ACTIVITY: Among the lines below, take the one holding "pub fn primary_keys(&self)", the one holding "pub fn tables_with_column(&self, column: &str)", and all lines between them. Set them down exactly.

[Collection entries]
//! Tenant schema definitions
//!
//! A tenant schema is loaded once per process and never mutated afterwards.
//! All name lookups are case-insensitive because tenant SQL is.

use serde::{Deserialize, Serialize};

/// Column metadata
#[derive(Debug, Clone, PartialEq, Serialize, Deserialize)]
pub struct Column {
    pub name: String,

    #[serde(rename = "type")]
    pub data_type: String,

    #[serde(default = "default_nullable")]
    pub nullable: bool,

    #[serde(default, skip_serializing_if = "Option::is_none")]
    pub description: Option<String>,

    #[serde(default)]
    pub primary_key: bool,
}

fn default_nullable() -> bool {
    true
}

impl Column {
    pub fn new(name: impl Into<String>, data_type: impl Into<String>) -> Self {
        Self {
            name: name.into(),
            data_type: data_type.into(),
            nullable: true,
            description: None,
            primary_key: false,
        }
    }

    /// Mark as primary key (implies NOT NULL)
    pub fn primary_key(mut self) -> Self {
        self.primary_key = true;
        self.nullable = false;
        self
    }

    pub fn not_null(mut self) -> Self {
        self.nullable = false;
        self
    }

    pub fn described(mut self, description: impl Into<String>) -> Self {
        self.description = Some(description.into());
        self
    }
}

/// Table with its ordered columns
#[derive(Debug, Clone, PartialEq, Serialize, Deserialize)]
pub struct Table {
    pub name: String,

    #[serde(default, skip_serializing_if = "Option::is_none")]
    pub description: Option<String>,

    pub columns: Vec<Column>,
}

impl Table {
    pub fn new(name: impl Into<String>, columns: Vec<Column>) -> Self {
        Self {
            name: name.into(),
            description: None,
            columns,
        }
    }

    pub fn column(&self, name: &str) -> Option<&Column> {
        self.columns.iter().find(|c| c.name.eq_ignore_ascii_case(name))
    }

    pub fn has_column(&self, name: &str) -> bool {
        self.column(name).is_some()
    }

    pub fn primary_keys(&self) -> impl Iterator<Item = &Column> {
        self.columns.iter().filter(|c| c.primary_key)
    }

    pub fn column_names(&self) -> Vec<&str> {
        self.columns.iter().map(|c| c.name.as_str()).collect()
    }
}

/// Declared foreign key: `table.column` references `target_table.target_column`
#[derive(Debug, Clone, PartialEq, Eq, Serialize, Deserialize)]
pub struct Relationship {
    pub table: String,
    pub column: String,
    pub target_table: String,
    pub target_column: String,
}

/// One tenant's physical schema
#[derive(Debug, Clone, PartialEq, Serialize, Deserialize)]
pub struct TenantSchema {
    pub tenant_id: String,
    pub tables: Vec<Table>,

    #[serde(default, skip_serializing_if = "Vec::is_empty")]
    pub relationships: Vec<Relationship>,
}

impl TenantSchema {
    pub fn new(tenant_id: impl Into<String>) -> Self {
        Self {
            tenant_id: tenant_id.into(),
            tables: Vec::new(),
            relationships: Vec::new(),
        }
    }

    pub fn with_table(mut self, table: Table) -> Self {
        self.tables.push(table);
        self
    }

    pub fn with_relationship(
        mut self,
        table: &str,
        column: &str,
        target_table: &str,
        target_column: &str,
    ) -> Self {
        self.relationships.push(Relationship {
            table: table.to_string(),
            column: column.to_string(),
            target_table: target_table.to_string(),
            target_column: target_column.to_string(),
        });
        self
    }

    pub fn table(&self, name: &str) -> Option<&Table> {
        self.tables.iter().find(|t| t.name.eq_ignore_ascii_case(name))
    }

    pub fn has_table(&self, name: &str) -> bool {
        self.table(name).is_some()
    }

    pub fn column(&self, table: &str, column: &str) -> Option<&Column> {
        self.table(table).and_then(|t| t.column(column))
    }

    pub fn table_names(&self) -> Vec<&str> {
        self.tables.iter().map(|t| t.name.as_str()).collect()
    }

    /// Tables that own a column with this name
    pub fn tables_with_column(&self, column: &str) -> Vec<&Table> {
        self.tables.iter().filter(|t| t.has_column(column)).collect()
    }
}

#[cfg(test)]
mod tests {
    use super::*;

    fn awards() -> TenantSchema {
        TenantSchema::new("acme")
            .with_table(Table::new(
                "awards",
                vec![
                    Column::new("generated_unique_award_id", "VARCHAR").primary_key(),
                    Column::new("period_start", "DATE"),
                    Column::new("period_end", "DATE"),
                    Column::new("recipient_id", "INTEGER"),
                ],
            ))
            .with_table(Table::new(
                "recipients",
                vec![Column::new("id", "INTEGER").primary_key()],
            ))
    }

    #[test]
    fn test_lookups_are_case_insensitive() {
        let schema = awards();
        assert!(schema.has_table("AWARDS"));
        assert!(schema.column("Awards", "PERIOD_END").is_some());
        assert!(schema.column("awards", "status").is_none());
    }

    #[test]
    fn test_primary_key_implies_not_null() {
        let schema = awards();
        let pk = schema.column("awards", "generated_unique_award_id").unwrap();
        assert!(pk.primary_key);
        assert!(!pk.nullable);
        assert_eq!(
            schema.table("recipients").unwrap().primary_keys().count(),
            1
        );
    }

    #[test]
    fn test_tables_with_column() {
        let schema = awards();
        let owners = schema.tables_with_column("id");
        assert_eq!(owners.len(), 1);
        assert_eq!(owners[0].name, "recipients");
    }

    #[test]
    fn test_column_deserializes_with_defaults() {
        let column: Column = serde_json::from_str(r#"{"name":"title","type":"VARCHAR"}"#).unwrap();
        assert!(column.nullable);
        assert!(!column.primary_key);
        assert!(column.description.is_none());
    }
}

RESPONSE AREA:
    pub fn primary_keys(&self) -> impl Iterator<Item = &Column> {
        self.columns.iter().filter(|c| c.primary_key)
    }

    pub fn column_names(&self) -> Vec<&str> {
        self.columns.iter().map(|c| c.name.as_str()).collect()
    }
}

/// Declared foreign key: `table.column` references `target_table.target_column`
#[derive(Debug, Clone, PartialEq, Eq, Serialize, Deserialize)]
pub struct Relationship {
    pub table: String,
    pub column: String,
    pub target_table: String,
    pub target_column: String,
}

/// One tenant's physical schema
#[derive(Debug, Clone, PartialEq, Serialize, Deserialize)]
pub struct TenantSchema {
    pub tenant_id: String,
    pub tables: Vec<Table>,

    #[serde(default, skip_serializing_if = "Vec::is_empty")]
    pub relationships: Vec<Relationship>,
}

impl TenantSchema {
    pub fn new(tenant_id: impl Into<String>) -> Self {
        Self {
            tenant_id: tenant_id.into(),
            tables: Vec::new(),
            relationships: Vec::new(),
        }
    }

    pub fn with_table(mut self, table: Table) -> Self {
        self.tables.push(table);
        self
    }

    pub fn with_relationship(
        mut self,
        table: &str,
        column: &str,
        target_table: &str,
        target_column: &str,
    ) -> Self {
        self.relationships.push(Relationship {
            table: table.to_string(),
            column: column.to_string(),
            target_table: target_table.to_string(),
            target_column: target_column.to_string(),
        });
        self
    }

    pub fn table(&self, name: &str) -> Option<&Table> {
        self.tables.iter().find(|t| t.name.eq_ignore_ascii_case(name))
    }

    pub fn has_table(&self, name: &str) -> bool {
        self.table(name).is_some()
    }

    pub fn column(&self, table: &str, column: &str) -> Option<&Column> {
        self.table(table).and_then(|t| t.column(column))
    }

    pub fn table_names(&self) -> Vec<&str> {
        self.tables.iter().map(|t| t.name.as_str()).collect()
    }

    /// Tables that own a column with this name
    pub fn tables_with_column(&self, column: &str) -> Vec<&Table> {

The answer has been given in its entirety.